§ **What is required**: Each line in the data holding "PublishSummary" should be listed.

§ **Exercise material**:
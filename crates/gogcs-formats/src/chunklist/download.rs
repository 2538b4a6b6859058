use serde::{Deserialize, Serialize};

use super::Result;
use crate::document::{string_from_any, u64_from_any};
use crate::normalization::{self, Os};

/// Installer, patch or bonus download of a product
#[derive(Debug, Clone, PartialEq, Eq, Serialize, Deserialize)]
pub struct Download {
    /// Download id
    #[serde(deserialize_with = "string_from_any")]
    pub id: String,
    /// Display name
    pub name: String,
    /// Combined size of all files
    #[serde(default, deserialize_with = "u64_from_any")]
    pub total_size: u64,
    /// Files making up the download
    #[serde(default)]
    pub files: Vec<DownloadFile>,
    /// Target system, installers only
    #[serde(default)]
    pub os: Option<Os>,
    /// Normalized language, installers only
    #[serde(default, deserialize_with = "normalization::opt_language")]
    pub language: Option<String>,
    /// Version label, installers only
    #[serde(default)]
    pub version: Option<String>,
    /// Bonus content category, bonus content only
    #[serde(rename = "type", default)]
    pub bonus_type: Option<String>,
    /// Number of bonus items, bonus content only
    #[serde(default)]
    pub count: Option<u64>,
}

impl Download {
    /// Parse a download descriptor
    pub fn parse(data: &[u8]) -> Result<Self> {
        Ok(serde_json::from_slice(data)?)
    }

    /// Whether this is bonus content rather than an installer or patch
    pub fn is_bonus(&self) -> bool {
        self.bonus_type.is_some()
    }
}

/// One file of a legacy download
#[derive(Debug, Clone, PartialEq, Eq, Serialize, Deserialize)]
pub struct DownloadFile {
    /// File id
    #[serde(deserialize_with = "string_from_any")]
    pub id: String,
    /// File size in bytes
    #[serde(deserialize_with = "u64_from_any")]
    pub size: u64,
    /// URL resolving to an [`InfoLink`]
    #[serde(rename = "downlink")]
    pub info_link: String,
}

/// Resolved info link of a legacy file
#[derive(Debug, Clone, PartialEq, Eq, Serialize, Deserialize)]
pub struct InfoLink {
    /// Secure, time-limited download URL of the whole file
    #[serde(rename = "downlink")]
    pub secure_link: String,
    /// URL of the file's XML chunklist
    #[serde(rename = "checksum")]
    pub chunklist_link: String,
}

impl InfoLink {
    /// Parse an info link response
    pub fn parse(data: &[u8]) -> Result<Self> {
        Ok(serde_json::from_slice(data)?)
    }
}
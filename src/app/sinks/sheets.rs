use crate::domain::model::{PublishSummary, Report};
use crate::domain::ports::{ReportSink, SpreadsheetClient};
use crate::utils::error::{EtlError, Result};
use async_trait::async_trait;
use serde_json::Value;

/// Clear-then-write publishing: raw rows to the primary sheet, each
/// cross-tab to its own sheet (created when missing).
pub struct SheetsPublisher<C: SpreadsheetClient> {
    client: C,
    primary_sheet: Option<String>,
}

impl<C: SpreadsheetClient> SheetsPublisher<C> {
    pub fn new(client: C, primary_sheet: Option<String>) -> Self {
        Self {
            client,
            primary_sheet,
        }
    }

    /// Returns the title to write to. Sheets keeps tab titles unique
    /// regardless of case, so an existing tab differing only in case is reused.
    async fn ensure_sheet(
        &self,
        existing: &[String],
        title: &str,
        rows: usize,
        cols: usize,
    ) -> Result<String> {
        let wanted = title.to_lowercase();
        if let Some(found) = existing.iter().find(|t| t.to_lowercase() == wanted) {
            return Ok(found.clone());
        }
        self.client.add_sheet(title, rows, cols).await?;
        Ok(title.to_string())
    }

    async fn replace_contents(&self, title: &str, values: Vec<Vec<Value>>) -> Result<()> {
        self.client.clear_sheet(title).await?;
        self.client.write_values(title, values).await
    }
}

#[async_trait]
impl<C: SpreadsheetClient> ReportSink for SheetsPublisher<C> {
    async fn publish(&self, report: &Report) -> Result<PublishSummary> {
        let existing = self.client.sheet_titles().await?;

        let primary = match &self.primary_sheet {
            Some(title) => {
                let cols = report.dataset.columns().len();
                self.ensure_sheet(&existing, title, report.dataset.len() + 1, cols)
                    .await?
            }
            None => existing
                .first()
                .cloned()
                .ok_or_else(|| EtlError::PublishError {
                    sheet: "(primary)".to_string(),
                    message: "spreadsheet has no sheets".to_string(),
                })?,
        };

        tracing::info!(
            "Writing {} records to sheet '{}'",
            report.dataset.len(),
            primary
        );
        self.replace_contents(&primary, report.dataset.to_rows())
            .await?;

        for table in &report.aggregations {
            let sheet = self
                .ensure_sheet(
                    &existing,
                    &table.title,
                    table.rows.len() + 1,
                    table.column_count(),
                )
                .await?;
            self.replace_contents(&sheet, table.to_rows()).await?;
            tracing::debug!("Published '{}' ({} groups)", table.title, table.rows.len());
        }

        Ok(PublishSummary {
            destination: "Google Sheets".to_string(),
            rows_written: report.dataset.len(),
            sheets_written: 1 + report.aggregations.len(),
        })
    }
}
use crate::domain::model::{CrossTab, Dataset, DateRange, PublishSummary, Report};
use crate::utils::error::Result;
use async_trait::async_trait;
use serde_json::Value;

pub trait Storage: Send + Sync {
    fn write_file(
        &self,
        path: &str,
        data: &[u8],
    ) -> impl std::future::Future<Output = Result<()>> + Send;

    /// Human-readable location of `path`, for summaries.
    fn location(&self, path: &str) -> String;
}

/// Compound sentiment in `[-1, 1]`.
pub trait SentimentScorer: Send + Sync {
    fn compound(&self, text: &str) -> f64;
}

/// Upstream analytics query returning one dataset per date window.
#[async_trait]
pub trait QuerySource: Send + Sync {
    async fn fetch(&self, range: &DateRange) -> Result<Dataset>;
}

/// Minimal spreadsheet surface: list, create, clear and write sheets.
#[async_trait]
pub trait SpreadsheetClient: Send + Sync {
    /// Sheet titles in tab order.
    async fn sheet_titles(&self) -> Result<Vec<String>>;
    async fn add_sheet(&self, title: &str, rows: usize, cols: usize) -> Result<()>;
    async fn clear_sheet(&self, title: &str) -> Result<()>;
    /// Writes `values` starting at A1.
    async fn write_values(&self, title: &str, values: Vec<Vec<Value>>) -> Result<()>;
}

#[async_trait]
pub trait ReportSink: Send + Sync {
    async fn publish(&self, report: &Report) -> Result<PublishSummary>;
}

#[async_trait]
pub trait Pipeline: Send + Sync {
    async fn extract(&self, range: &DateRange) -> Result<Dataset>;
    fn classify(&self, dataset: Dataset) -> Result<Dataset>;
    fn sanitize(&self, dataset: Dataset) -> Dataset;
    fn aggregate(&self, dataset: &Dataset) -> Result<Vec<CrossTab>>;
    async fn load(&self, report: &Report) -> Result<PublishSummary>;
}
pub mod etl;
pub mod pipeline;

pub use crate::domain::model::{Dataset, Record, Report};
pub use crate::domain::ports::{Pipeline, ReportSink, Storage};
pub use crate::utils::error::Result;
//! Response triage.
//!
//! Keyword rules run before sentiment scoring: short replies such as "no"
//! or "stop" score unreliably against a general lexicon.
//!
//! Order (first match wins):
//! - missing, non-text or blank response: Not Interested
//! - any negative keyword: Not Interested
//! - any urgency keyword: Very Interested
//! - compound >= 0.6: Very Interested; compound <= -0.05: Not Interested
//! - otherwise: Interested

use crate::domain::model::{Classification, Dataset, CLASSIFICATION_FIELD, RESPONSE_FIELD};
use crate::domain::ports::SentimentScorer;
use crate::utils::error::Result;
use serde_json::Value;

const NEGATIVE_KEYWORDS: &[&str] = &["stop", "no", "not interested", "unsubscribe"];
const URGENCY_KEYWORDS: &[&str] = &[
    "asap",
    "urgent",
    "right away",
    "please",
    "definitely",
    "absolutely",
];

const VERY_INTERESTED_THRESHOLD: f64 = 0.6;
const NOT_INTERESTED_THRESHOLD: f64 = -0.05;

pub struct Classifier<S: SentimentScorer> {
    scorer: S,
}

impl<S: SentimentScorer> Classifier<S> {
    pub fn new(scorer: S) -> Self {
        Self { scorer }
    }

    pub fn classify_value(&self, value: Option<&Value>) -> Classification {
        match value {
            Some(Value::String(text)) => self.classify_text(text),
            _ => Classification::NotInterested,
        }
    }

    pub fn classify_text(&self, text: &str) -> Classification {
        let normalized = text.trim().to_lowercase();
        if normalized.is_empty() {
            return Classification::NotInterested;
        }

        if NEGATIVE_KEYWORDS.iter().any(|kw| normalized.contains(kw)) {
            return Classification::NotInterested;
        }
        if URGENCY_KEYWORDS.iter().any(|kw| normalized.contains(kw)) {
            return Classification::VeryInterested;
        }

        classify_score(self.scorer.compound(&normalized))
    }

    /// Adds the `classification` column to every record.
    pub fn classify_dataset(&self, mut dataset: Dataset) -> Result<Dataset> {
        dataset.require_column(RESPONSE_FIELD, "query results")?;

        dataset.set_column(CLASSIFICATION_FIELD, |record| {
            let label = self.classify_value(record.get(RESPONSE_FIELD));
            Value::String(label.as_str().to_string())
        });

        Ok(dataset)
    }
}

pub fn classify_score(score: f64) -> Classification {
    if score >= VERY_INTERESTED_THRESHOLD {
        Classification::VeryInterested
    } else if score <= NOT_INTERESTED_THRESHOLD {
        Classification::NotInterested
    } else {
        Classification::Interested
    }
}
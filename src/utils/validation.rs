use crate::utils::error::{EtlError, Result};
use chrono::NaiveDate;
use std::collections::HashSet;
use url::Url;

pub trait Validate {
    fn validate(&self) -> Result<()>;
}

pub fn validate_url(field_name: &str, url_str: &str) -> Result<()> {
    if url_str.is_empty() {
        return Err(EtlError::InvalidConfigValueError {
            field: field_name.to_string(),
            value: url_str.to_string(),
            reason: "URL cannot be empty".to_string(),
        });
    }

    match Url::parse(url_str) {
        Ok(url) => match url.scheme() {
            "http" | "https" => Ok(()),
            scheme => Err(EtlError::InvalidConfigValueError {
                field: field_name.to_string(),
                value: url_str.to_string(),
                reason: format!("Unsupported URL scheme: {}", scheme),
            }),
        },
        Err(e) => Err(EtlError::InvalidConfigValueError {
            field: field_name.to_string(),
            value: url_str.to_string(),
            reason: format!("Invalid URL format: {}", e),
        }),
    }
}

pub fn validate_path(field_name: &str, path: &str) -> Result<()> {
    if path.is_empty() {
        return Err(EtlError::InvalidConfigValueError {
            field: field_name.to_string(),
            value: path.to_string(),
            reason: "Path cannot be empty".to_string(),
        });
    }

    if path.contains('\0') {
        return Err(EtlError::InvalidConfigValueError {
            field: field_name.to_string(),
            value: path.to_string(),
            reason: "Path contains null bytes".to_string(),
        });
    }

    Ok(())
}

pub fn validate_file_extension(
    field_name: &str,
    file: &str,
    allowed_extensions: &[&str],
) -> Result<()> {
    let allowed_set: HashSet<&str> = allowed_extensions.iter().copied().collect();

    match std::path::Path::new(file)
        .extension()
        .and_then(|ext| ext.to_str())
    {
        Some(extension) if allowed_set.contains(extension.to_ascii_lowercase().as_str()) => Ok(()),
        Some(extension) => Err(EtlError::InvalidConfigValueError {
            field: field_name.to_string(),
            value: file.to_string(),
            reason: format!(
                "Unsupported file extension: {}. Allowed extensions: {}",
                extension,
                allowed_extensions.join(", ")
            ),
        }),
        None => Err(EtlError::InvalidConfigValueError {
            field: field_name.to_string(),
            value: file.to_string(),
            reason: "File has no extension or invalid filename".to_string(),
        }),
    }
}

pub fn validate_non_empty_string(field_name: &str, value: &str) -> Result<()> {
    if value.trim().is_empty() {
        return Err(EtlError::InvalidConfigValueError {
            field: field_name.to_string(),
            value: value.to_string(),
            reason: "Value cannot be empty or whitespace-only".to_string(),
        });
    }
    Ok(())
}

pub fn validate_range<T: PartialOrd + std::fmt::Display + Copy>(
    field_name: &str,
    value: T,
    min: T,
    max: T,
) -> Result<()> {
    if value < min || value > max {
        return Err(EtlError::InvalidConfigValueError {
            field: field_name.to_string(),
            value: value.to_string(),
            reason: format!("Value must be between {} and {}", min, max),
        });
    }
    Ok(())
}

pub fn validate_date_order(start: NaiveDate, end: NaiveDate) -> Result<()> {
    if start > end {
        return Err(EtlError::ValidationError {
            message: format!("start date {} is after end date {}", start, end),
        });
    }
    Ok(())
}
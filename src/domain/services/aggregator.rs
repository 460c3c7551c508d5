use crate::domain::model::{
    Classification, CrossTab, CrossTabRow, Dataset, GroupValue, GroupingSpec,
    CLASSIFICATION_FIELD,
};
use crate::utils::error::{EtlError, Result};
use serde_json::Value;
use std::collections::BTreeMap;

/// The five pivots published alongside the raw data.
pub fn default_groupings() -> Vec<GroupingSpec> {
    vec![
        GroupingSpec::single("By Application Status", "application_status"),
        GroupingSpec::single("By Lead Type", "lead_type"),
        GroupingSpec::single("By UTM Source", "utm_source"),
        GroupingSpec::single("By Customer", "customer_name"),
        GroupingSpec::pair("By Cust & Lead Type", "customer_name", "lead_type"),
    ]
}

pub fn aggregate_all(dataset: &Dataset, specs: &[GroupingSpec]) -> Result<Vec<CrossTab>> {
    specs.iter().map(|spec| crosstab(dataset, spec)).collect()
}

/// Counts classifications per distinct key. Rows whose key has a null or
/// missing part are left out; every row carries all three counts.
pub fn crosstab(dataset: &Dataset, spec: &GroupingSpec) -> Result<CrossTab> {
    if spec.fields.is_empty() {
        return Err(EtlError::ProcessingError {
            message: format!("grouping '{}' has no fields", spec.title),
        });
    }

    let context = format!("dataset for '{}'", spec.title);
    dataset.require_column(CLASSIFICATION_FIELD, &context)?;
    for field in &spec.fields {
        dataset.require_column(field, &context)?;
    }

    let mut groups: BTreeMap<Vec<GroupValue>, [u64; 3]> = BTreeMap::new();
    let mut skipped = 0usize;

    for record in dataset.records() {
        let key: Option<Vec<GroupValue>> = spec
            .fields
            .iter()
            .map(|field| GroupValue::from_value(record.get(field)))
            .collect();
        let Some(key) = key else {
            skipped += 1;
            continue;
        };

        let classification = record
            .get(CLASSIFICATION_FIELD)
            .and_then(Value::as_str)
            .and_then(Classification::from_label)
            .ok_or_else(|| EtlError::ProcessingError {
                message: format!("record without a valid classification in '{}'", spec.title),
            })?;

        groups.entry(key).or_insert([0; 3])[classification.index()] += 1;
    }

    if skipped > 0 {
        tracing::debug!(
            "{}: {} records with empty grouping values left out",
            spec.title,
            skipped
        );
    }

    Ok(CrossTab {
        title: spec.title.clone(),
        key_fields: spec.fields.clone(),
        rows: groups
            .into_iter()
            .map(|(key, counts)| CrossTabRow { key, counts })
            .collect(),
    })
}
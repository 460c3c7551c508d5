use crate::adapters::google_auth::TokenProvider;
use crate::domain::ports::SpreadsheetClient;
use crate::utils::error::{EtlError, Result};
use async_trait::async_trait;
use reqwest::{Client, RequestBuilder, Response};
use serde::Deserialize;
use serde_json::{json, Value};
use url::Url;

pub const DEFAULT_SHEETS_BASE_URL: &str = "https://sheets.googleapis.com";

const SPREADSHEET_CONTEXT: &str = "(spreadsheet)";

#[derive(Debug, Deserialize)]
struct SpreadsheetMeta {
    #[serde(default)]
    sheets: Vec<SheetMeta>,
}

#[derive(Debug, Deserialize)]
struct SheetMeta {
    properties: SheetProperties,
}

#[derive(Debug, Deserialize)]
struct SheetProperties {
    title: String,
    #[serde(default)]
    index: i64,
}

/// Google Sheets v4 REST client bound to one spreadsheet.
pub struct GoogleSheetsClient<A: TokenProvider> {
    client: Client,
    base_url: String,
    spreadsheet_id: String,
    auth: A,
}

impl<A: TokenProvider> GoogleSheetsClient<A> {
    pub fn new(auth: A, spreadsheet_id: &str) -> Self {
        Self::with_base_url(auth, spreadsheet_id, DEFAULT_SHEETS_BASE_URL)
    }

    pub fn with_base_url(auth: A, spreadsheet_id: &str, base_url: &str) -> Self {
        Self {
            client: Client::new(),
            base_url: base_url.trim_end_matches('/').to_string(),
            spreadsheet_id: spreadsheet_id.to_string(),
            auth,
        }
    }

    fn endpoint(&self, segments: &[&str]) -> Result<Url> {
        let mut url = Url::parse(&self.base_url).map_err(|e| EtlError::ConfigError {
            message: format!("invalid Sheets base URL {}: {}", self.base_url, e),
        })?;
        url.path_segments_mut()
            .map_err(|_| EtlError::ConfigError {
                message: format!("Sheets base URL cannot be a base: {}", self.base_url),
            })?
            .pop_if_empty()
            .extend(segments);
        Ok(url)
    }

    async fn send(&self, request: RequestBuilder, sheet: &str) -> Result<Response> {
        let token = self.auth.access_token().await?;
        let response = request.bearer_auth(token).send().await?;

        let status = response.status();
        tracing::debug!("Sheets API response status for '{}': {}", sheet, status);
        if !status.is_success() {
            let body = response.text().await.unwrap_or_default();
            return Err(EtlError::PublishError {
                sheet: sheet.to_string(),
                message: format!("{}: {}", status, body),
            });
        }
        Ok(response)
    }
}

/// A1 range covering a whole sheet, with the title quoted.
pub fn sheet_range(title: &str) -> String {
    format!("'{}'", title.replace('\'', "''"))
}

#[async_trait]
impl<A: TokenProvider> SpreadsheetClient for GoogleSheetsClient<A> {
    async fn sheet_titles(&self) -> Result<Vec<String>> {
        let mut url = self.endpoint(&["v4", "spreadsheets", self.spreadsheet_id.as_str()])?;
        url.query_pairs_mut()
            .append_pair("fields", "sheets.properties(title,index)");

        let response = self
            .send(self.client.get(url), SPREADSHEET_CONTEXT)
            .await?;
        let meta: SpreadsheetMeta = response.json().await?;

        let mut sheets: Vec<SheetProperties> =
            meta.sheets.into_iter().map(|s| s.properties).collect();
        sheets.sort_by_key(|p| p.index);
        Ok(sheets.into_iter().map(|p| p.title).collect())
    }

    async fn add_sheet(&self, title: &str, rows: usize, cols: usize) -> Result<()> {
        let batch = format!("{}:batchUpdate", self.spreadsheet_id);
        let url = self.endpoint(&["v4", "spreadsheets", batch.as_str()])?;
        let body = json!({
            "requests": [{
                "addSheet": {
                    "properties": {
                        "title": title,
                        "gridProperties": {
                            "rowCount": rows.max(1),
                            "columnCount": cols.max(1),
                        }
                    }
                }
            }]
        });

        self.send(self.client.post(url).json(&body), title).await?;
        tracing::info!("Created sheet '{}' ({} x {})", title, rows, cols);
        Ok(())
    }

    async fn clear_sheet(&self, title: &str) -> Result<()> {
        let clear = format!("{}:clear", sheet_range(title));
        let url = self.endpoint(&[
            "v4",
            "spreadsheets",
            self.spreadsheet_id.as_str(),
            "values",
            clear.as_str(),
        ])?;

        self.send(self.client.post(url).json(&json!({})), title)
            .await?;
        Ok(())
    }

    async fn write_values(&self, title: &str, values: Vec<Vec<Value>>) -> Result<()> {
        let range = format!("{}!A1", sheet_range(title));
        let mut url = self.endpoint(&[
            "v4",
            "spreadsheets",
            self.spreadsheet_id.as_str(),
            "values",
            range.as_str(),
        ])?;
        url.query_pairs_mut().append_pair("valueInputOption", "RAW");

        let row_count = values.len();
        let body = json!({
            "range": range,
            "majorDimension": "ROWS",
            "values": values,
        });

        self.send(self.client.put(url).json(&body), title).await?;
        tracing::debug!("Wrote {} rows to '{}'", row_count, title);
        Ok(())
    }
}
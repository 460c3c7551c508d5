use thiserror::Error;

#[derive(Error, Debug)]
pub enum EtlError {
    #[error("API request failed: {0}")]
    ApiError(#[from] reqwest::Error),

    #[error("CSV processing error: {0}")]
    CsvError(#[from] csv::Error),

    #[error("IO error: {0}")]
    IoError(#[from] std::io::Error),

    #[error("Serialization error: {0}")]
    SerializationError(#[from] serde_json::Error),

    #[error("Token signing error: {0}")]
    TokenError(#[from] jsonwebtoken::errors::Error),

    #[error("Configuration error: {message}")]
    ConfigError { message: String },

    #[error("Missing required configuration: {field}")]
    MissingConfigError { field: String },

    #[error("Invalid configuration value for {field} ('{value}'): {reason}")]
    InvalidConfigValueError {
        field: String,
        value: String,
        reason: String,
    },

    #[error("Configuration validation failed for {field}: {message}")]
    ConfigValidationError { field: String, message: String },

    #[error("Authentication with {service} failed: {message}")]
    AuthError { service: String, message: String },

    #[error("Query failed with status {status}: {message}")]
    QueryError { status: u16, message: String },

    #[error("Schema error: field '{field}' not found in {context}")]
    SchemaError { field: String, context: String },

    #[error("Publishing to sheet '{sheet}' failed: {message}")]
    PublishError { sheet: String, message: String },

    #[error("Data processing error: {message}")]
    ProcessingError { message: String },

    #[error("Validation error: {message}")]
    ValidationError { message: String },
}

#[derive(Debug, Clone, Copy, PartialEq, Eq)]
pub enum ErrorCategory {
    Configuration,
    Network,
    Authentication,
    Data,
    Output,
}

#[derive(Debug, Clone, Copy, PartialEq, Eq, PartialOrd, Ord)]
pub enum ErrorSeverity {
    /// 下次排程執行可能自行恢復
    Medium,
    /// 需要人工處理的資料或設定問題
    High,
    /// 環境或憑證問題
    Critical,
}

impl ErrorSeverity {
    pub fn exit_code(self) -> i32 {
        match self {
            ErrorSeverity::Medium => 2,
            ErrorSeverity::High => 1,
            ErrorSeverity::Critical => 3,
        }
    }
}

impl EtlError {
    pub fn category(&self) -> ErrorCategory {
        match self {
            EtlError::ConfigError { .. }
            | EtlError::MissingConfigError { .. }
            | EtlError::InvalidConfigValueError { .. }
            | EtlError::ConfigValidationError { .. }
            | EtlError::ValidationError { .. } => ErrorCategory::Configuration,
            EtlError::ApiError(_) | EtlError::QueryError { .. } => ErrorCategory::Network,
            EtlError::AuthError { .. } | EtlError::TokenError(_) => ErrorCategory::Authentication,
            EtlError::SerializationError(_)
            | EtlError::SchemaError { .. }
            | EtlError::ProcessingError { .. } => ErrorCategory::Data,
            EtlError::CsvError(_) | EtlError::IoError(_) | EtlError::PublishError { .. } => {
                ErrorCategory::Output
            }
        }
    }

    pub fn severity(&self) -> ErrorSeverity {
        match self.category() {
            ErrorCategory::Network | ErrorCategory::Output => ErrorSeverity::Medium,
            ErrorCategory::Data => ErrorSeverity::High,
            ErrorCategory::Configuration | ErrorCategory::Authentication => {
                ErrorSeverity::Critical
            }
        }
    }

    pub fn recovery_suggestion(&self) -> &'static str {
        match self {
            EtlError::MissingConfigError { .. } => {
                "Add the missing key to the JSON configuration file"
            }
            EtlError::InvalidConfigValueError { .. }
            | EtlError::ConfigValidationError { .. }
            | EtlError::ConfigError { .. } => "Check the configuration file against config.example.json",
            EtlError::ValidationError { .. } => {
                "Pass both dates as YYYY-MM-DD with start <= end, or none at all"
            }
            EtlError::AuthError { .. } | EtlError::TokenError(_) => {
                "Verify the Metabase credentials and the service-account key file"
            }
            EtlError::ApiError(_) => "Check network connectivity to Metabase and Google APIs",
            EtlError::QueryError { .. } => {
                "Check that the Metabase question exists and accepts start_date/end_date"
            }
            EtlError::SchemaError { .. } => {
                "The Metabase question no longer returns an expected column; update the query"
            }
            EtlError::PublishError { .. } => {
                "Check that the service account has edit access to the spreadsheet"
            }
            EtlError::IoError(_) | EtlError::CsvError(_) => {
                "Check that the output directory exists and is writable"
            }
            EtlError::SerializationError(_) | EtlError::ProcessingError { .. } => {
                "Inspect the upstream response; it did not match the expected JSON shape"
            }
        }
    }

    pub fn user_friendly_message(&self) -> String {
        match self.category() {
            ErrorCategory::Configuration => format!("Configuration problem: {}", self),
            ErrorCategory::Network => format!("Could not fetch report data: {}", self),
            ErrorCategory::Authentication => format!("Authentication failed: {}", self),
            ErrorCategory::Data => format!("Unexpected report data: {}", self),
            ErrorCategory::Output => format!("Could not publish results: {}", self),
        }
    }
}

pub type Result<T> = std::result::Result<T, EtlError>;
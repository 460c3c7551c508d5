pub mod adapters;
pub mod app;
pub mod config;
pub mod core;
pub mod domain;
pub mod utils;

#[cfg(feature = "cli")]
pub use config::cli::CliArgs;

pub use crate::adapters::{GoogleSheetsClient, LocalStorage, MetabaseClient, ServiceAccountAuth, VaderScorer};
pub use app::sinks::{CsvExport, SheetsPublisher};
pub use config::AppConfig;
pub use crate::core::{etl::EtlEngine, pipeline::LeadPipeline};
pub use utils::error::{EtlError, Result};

§ **Exercise response**:
use crate::domain::model::{PublishSummary, Report};
    async fn publish(&self, report: &Report) -> Result<PublishSummary> {
        Ok(PublishSummary {
use crate::domain::model::{CrossTab, Dataset, DateRange, PublishSummary, Report};
    async fn publish(&self, report: &Report) -> Result<PublishSummary>;
    async fn load(&self, report: &Report) -> Result<PublishSummary>;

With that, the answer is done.